*Task statement*: Word for word, restate the lines of the material below from its first line through the one containing "impl std::fmt::Display for CorrelationStrategy". Omit the rest.

──────

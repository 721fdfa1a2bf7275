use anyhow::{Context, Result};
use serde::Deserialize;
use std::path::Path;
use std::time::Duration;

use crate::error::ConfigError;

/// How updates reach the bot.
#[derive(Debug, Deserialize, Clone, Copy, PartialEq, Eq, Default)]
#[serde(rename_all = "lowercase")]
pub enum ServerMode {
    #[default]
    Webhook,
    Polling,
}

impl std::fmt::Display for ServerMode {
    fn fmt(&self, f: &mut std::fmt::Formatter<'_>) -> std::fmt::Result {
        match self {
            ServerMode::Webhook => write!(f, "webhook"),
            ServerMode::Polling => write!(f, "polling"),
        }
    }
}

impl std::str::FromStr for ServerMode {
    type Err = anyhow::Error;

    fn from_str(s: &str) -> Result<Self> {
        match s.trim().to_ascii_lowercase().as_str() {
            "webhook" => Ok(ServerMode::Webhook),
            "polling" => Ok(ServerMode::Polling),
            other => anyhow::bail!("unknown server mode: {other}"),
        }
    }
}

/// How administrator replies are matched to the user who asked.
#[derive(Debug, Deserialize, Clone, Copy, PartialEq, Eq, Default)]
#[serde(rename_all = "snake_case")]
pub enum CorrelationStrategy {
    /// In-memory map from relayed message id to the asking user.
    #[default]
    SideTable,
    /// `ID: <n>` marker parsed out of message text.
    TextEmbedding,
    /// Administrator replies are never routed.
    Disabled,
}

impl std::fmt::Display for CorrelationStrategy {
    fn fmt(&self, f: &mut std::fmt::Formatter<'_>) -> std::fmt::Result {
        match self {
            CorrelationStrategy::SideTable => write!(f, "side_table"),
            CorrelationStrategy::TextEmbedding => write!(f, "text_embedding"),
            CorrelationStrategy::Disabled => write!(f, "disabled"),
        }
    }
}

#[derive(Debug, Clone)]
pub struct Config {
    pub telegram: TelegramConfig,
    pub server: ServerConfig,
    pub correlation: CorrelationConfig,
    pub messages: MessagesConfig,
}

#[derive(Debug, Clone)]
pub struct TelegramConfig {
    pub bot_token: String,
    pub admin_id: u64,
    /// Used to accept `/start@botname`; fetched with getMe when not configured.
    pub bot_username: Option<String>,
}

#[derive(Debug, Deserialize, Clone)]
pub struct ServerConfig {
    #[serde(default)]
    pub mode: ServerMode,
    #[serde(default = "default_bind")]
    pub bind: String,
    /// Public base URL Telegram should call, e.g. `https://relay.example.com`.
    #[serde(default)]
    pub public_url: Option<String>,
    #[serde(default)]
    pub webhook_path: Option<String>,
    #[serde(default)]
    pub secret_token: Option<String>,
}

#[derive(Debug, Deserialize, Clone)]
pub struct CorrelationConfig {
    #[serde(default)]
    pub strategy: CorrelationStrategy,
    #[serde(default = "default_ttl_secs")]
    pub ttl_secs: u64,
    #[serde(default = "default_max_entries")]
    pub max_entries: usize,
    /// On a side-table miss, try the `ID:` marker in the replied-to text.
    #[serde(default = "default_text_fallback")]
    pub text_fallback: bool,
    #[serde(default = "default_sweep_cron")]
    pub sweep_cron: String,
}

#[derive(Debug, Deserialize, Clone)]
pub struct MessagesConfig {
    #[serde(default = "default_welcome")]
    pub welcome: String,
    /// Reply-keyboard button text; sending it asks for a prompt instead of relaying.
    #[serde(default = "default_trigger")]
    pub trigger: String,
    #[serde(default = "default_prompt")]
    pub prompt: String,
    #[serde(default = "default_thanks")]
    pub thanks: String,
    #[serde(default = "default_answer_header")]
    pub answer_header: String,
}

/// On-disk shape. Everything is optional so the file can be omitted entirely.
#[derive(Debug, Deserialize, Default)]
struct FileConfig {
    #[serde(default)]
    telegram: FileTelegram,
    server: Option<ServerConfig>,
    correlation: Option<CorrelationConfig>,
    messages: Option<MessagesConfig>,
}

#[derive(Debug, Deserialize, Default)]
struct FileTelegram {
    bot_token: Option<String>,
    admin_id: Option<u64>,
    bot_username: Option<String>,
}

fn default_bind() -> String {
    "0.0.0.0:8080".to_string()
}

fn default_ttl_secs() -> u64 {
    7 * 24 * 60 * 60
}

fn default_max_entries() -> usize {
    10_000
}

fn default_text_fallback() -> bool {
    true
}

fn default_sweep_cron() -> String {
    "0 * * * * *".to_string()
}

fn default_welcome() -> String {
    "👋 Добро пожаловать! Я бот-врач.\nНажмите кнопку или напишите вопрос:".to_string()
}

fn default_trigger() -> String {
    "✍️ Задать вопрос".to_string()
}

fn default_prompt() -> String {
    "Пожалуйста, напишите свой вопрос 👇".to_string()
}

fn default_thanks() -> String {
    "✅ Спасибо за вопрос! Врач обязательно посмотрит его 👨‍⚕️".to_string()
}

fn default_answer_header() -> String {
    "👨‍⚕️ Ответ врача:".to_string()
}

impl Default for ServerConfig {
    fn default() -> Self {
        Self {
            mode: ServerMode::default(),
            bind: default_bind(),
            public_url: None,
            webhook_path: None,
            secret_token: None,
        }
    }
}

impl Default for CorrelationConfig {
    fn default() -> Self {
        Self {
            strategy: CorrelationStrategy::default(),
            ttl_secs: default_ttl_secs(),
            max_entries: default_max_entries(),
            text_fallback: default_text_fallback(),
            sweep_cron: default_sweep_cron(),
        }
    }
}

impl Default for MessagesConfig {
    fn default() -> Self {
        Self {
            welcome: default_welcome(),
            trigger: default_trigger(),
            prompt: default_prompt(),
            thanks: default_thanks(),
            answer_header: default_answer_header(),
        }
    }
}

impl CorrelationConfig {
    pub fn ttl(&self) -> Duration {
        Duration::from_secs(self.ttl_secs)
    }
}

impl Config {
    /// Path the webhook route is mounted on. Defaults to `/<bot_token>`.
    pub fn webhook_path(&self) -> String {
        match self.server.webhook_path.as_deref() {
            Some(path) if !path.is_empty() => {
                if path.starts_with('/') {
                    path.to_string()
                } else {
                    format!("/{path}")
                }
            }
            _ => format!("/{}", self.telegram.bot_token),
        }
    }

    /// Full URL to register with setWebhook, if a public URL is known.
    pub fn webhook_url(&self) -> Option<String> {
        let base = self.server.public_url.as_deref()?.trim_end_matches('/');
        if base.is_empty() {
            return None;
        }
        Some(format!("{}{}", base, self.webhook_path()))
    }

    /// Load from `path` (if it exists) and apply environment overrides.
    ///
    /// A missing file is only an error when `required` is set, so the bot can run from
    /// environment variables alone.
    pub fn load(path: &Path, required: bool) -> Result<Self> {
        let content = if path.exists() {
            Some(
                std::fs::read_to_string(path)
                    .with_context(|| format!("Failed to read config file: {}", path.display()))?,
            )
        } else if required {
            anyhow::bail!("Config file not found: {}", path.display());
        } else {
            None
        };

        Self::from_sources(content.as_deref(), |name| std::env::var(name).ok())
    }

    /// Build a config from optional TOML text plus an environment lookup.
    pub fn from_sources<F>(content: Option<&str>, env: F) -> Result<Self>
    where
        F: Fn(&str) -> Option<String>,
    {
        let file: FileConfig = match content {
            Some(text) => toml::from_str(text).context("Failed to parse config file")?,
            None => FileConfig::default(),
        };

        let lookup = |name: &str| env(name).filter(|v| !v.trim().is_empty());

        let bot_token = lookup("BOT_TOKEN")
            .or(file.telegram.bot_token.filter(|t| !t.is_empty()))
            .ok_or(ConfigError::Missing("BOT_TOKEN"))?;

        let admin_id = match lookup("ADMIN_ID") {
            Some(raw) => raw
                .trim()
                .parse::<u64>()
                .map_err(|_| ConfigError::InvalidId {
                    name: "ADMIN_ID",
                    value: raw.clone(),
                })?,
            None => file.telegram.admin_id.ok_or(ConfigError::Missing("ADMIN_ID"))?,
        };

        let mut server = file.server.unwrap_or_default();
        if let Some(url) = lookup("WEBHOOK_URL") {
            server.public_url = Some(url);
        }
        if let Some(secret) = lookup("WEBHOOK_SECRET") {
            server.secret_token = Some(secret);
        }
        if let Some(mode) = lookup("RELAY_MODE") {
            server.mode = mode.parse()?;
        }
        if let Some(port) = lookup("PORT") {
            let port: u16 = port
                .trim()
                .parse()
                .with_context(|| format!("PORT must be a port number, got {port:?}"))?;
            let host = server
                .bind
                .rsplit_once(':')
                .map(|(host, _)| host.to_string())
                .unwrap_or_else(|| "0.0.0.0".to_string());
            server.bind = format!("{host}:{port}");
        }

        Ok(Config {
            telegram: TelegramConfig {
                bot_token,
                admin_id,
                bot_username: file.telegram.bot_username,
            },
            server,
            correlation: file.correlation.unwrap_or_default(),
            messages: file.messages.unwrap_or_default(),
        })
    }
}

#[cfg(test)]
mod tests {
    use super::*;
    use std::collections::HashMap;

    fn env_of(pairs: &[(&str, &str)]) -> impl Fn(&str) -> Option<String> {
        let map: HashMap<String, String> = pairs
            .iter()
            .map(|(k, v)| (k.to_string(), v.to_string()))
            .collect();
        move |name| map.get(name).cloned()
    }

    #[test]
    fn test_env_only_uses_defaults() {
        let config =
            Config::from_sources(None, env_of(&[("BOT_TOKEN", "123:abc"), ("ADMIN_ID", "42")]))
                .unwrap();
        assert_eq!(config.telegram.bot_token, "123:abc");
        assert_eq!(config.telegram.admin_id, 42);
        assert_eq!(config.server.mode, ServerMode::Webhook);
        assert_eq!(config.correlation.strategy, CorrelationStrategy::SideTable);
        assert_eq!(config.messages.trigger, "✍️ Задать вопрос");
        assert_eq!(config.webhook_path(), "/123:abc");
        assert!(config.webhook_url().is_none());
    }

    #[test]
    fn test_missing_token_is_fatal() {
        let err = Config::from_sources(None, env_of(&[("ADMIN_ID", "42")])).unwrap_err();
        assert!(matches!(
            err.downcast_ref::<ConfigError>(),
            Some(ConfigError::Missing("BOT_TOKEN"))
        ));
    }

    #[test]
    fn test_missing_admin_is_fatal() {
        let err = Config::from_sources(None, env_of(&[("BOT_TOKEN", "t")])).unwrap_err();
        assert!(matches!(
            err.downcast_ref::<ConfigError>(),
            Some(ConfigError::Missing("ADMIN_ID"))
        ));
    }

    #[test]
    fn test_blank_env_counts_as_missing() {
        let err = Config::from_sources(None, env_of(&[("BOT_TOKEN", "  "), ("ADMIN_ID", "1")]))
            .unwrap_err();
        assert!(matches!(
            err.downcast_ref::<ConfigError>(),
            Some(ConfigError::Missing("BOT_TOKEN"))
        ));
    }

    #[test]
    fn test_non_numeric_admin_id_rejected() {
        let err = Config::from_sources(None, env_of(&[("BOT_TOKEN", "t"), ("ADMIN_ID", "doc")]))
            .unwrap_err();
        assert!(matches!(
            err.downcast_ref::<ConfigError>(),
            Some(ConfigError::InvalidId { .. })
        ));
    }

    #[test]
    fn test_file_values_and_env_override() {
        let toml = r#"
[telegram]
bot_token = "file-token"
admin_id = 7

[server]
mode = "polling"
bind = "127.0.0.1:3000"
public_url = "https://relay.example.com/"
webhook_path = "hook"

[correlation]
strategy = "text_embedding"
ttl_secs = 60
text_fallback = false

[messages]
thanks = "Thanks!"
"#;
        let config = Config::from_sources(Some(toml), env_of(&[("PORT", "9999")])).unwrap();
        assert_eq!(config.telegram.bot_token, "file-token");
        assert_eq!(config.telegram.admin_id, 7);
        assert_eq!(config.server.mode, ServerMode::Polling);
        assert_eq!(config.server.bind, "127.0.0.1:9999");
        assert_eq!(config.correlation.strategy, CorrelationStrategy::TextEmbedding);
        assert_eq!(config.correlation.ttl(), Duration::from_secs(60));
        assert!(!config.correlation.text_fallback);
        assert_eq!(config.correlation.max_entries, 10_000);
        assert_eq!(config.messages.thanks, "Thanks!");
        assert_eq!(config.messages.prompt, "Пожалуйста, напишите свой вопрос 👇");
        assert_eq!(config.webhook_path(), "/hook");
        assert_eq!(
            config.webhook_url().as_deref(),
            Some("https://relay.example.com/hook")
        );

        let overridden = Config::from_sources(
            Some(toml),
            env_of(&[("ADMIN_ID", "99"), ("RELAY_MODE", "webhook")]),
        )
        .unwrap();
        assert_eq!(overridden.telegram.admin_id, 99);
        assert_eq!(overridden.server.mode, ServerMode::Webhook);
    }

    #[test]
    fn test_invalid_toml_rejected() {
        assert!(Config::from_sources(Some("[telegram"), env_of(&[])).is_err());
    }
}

──────

*Output of the task*:
repository 721fdfa1a2bf7275
use anyhow::{Context, Result};
use serde::Deserialize;
use std::path::Path;
use std::time::Duration;

use crate::error::ConfigError;

/// How updates reach the bot.
#[derive(Debug, Deserialize, Clone, Copy, PartialEq, Eq, Default)]
#[serde(rename_all = "lowercase")]
pub enum ServerMode {
    #[default]
    Webhook,
    Polling,
}

impl std::fmt::Display for ServerMode {
    fn fmt(&self, f: &mut std::fmt::Formatter<'_>) -> std::fmt::Result {
        match self {
            ServerMode::Webhook => write!(f, "webhook"),
            ServerMode::Polling => write!(f, "polling"),
        }
    }
}

impl std::str::FromStr for ServerMode {
    type Err = anyhow::Error;

    fn from_str(s: &str) -> Result<Self> {
        match s.trim().to_ascii_lowercase().as_str() {
            "webhook" => Ok(ServerMode::Webhook),
            "polling" => Ok(ServerMode::Polling),
            other => anyhow::bail!("unknown server mode: {other}"),
        }
    }
}

/// How administrator replies are matched to the user who asked.
#[derive(Debug, Deserialize, Clone, Copy, PartialEq, Eq, Default)]
#[serde(rename_all = "snake_case")]
pub enum CorrelationStrategy {
    /// In-memory map from relayed message id to the asking user.
    #[default]
    SideTable,
    /// `ID: <n>` marker parsed out of message text.
    TextEmbedding,
    /// Administrator replies are never routed.
    Disabled,
}

impl std::fmt::Display for CorrelationStrategy {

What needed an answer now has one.